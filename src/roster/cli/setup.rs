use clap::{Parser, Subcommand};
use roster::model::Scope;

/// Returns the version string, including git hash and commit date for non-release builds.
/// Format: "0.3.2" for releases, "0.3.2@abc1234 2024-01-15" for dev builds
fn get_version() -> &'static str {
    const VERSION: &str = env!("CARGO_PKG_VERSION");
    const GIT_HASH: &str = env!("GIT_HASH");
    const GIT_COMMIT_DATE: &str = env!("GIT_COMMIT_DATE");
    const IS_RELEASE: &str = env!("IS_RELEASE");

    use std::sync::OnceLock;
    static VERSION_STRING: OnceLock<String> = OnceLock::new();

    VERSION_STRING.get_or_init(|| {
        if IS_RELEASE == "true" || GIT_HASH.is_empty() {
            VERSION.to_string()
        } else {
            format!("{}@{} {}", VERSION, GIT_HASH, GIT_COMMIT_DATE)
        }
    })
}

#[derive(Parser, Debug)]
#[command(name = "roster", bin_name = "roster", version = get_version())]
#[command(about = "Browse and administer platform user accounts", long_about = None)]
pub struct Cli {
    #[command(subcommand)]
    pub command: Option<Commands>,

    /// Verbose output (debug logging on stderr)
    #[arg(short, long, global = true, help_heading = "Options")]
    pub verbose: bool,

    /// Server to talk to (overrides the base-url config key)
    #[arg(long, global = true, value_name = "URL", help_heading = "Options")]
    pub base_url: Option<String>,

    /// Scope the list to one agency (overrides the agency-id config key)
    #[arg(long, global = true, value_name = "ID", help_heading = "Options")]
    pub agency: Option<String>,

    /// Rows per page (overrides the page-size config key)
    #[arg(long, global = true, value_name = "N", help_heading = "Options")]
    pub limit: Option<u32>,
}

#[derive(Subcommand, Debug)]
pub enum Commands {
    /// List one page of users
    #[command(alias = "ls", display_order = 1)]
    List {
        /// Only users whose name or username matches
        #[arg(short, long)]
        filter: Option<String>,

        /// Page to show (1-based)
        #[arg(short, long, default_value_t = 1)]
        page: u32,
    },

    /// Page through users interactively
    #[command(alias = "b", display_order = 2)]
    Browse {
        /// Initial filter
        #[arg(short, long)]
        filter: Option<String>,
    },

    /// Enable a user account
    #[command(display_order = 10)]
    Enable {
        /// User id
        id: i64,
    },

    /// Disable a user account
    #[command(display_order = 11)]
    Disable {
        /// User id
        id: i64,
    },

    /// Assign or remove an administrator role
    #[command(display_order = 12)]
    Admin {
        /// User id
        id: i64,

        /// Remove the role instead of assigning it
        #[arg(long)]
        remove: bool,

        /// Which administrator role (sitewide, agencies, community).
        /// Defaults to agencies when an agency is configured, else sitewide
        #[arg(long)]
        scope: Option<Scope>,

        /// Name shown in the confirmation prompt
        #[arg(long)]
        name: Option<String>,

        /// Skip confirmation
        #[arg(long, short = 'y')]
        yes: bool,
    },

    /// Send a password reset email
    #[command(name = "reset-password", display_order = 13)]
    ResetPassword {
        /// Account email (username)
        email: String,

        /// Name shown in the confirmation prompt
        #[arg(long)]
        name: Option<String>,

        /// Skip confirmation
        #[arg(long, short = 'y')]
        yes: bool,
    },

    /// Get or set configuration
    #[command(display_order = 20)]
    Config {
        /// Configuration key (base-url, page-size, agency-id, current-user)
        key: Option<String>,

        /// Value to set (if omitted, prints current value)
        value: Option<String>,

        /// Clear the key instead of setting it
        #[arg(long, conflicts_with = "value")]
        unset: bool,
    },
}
--
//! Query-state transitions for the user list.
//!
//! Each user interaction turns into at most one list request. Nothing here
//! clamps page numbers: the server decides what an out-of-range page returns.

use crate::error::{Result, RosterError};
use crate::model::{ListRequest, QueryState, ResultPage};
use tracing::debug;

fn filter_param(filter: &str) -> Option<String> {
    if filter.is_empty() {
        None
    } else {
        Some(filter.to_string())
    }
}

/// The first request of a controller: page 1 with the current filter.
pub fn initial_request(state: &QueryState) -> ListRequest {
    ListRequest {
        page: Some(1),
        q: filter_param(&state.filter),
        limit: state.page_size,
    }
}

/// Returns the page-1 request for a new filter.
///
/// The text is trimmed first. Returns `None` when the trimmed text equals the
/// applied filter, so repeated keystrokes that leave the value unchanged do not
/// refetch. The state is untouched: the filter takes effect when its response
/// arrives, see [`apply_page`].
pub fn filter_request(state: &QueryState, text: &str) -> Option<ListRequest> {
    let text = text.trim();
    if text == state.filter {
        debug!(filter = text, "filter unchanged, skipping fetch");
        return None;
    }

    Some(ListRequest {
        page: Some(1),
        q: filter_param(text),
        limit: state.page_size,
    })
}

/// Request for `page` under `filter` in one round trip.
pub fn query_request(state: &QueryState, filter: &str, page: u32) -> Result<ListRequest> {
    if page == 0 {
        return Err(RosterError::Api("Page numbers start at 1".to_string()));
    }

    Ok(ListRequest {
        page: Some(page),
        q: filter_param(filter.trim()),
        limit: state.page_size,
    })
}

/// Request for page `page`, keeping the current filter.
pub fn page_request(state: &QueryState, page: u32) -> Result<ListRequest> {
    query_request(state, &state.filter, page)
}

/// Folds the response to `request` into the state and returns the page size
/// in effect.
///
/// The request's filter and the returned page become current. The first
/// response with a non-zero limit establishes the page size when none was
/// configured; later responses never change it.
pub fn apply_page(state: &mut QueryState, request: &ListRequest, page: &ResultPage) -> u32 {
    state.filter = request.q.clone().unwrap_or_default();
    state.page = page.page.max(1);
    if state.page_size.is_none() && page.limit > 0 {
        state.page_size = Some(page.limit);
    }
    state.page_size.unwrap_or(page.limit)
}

Problem —
Exactly how many lines in the listing above hold the string "users"? State the number by itself.

Output of the exercise —
3